Retired consultant, Dr Helen Newton, talks about her time as a locum consultant and her return to work post-retirement.
I resigned my consultant post aged 50 and still work aged 63. I have worked in six hospitals, spent three years staying in a B&B for on-calls and had three retirement parties, not to mention several farewell drinks at the pub! My experiences ‘half-in, half-out’ of the system over the past 12 years may resonate with others.
When several difficult years in my stroke medicine post led to my resignation, it was on the spur of the moment, with no plans. Luckily, word of mouth found me a locum job within the week. As a new face, and a geriatrician on the orthopaedic ward, it was helping a patient with a prolapsed rectum that first broke the ice!
Eight months later the surgeons and I parted friends and I left for a post in a specialist rehabilitation centre for a year. Working between two or three days per week, there followed over three years in general medicine, three years in stroke medicine in two hospitals, and two 6-month elderly care locums. I worked as an NHS locum and briefly through an agency.
Following my retirement in May 2019, I returned to my local hospital while younger colleagues took on COVID-19 patient-facing roles. I moved into the acute medical unit and combined this with spending time in our house in France. This year I have come full circle by working a few shifts back on the stroke unit in my local hospital. I am a PACES examiner and member of the PACES scenario writing group. The rest of the time I am happily retired.
Regaining autonomy has been great! I have met many new colleagues and learned so much medicine. The varied workload is fantastic. Appraisers have largely been supportive. However, the repetitive bureaucracy, the technical glitches and the problems with payments are all very frustrating. Negotiating agency rules is weird; I did a joining test where the most difficult question was ‘what is 6x7?’. The same agency arranged a day of mandatory training with a bullying instructor, which was simply not fit for purpose.
I now work on the bank at my hospital and arrange locums directly. I find it preferable to agency working, despite the lower pay (I feel a bit guilty that this is still more than my substantive colleagues’ hourly rate).

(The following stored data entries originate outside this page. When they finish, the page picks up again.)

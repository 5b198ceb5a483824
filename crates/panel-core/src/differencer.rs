//! Recovery of single-month values from year-to-date figures.
//!
//! January's single-month value is its YTD value. Every later month is its
//! YTD minus the YTD of the previous calendar month. When that previous YTD
//! is absent the month is a gap, filled according to [`GapPolicy`].

use panel_model::{
    Accumulation, CanonicalMonth, EntityPanel, FlowDirection, GapPolicy, MonthlySeries,
    TradeMetric,
};

/// A month whose predecessor YTD was absent.
#[derive(Debug, Clone, PartialEq, Eq)]
pub struct DifferenceGap {
    pub entity: String,
    pub metric: TradeMetric,
    pub month: CanonicalMonth,
}

/// Single-month values recovered from one YTD series.
#[derive(Debug, Clone, Default, PartialEq)]
pub struct SeriesDifference {
    pub current: MonthlySeries,
    /// Months whose previous calendar month had no YTD value.
    pub gaps: Vec<CanonicalMonth>,
}

/// Differences a YTD series with a single forward scan.
pub fn difference_series(ytd: &MonthlySeries, policy: GapPolicy) -> SeriesDifference {
    let mut result = SeriesDifference::default();
    let mut previous: Option<(CanonicalMonth, f64)> = None;

    for (month, value) in ytd.iter() {
        let current = if month.is_january() {
            Some(value)
        } else {
            match previous {
                Some((prev_month, prev_value)) if month.pred() == Some(prev_month) => {
                    Some(value - prev_value)
                }
                _ => {
                    result.gaps.push(month);
                    match policy {
                        GapPolicy::Zero => Some(0.0),
                        GapPolicy::Missing => None,
                    }
                }
            }
        };
        if let Some(current) = current {
            result.current.insert(month, current);
        }
        previous = Some((month, value));
    }

    result
}

/// Outcome of differencing every entity of a panel.
#[derive(Debug, Clone, Default, PartialEq)]
pub struct DifferenceOutcome {
    pub gaps: Vec<DifferenceGap>,
}

/// Fills the current-month metrics of `panel` from its YTD metrics.
///
/// Existing current values are replaced. A month without a YTD value gets no
/// current value. Gaps are logged and returned.
pub fn fill_current_from_ytd(panel: &mut EntityPanel, policy: GapPolicy) -> DifferenceOutcome {
    let mut outcome = DifferenceOutcome::default();
    let entities: Vec<String> = panel.names().map(str::to_string).collect();

    for entity in entities {
        for direction in [
            FlowDirection::Combined,
            FlowDirection::Export,
            FlowDirection::Import,
        ] {
            let ytd_metric = TradeMetric::new(direction, Accumulation::YearToDate);
            let current_metric = ytd_metric.counterpart();
            let ytd = panel.series(&entity, ytd_metric);
            let difference = difference_series(&ytd, policy);

            let months = panel.entity_mut(&entity);
            for (month, bundle) in months.iter_mut() {
                bundle.set(current_metric, difference.current.get(*month));
            }

            for month in difference.gaps {
                tracing::warn!(
                    entity = %entity,
                    metric = %current_metric,
                    month = %month,
                    policy = ?policy,
                    "Previous month YTD missing; single-month value filled by gap policy"
                );
                outcome.gaps.push(DifferenceGap {
                    entity: entity.clone(),
                    metric: current_metric,
                    month,
                });
            }
        }
    }

    outcome
}

#[cfg(test)]
mod tests {
    use super::*;
    use panel_model::TradeBundle;

    fn m(year: i32, month: u32) -> CanonicalMonth {
        CanonicalMonth::new(year, month).unwrap()
    }

    fn series(values: &[(i32, u32, f64)]) -> MonthlySeries {
        values.iter().map(|&(y, mo, v)| (m(y, mo), v)).collect()
    }

    #[test]
    fn test_ytd_to_monthly() {
        // YTD {Jan:10, Feb:25, Mar:25} -> monthly {10, 15, 0}
        let ytd = series(&[(2024, 1, 10.0), (2024, 2, 25.0), (2024, 3, 25.0)]);
        let diff = difference_series(&ytd, GapPolicy::Zero);
        assert_eq!(diff.current.get(m(2024, 1)), Some(10.0));
        assert_eq!(diff.current.get(m(2024, 2)), Some(15.0));
        assert_eq!(diff.current.get(m(2024, 3)), Some(0.0));
        assert!(diff.gaps.is_empty());
    }

    #[test]
    fn test_january_restarts_across_years() {
        let ytd = series(&[(2023, 12, 500.0), (2024, 1, 40.0), (2024, 2, 90.0)]);
        let diff = difference_series(&ytd, GapPolicy::Zero);
        assert_eq!(diff.current.get(m(2024, 1)), Some(40.0));
        assert_eq!(diff.current.get(m(2024, 2)), Some(50.0));
        // December has no November predecessor.
        assert_eq!(diff.gaps, vec![m(2023, 12)]);
    }

    #[test]
    fn test_gap_policies() {
        let ytd = series(&[(2024, 1, 10.0), (2024, 3, 30.0)]);
        let zero = difference_series(&ytd, GapPolicy::Zero);
        assert_eq!(zero.current.get(m(2024, 3)), Some(0.0));
        assert_eq!(zero.gaps, vec![m(2024, 3)]);

        let missing = difference_series(&ytd, GapPolicy::Missing);
        assert_eq!(missing.current.get(m(2024, 3)), None);
        assert_eq!(missing.gaps, vec![m(2024, 3)]);
    }

    #[test]
    fn test_fill_panel_reports_gaps_per_metric() {
        let mut panel = EntityPanel::new();
        panel.insert(
            "杭州市",
            m(2024, 2),
            TradeBundle::new()
                .with(TradeMetric::COMBINED_YTD, 25.0)
                .with(TradeMetric::EXPORT_YTD, 15.0),
        );
        panel.insert(
            "杭州市",
            m(2024, 1),
            TradeBundle::new().with(TradeMetric::COMBINED_YTD, 10.0),
        );

        let outcome = fill_current_from_ytd(&mut panel, GapPolicy::Missing);
        let feb = panel.get("杭州市", m(2024, 2)).unwrap();
        assert_eq!(feb.get(TradeMetric::COMBINED_CURRENT), Some(15.0));
        assert_eq!(feb.get(TradeMetric::EXPORT_CURRENT), None);
        assert_eq!(
            outcome.gaps,
            vec![DifferenceGap {
                entity: "杭州市".to_string(),
                metric: TradeMetric::EXPORT_CURRENT,
                month: m(2024, 2),
            }]
        );
    }
}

I realise how much hospitals depend on locum consultants. Most work through agencies, which is expensive. Continuity is poor and monitoring difficult. CPD is hard for locums with no professional leave or study budget. The cost of retaining my licence is high. I had one unhelpful appraisal; it’s hard to explain you haven’t done a ‘quality improvement project’ when you work shifts. These issues are common to many who work flexibly and making things more straightforward would help retention. Changes are essential.
My advice to doctors considering a similar change is ‘do it!’, but do your research, visit the hospitals, learn the IT systems and processes before you start. Avoid saying how much better it was in the last place – and take cake!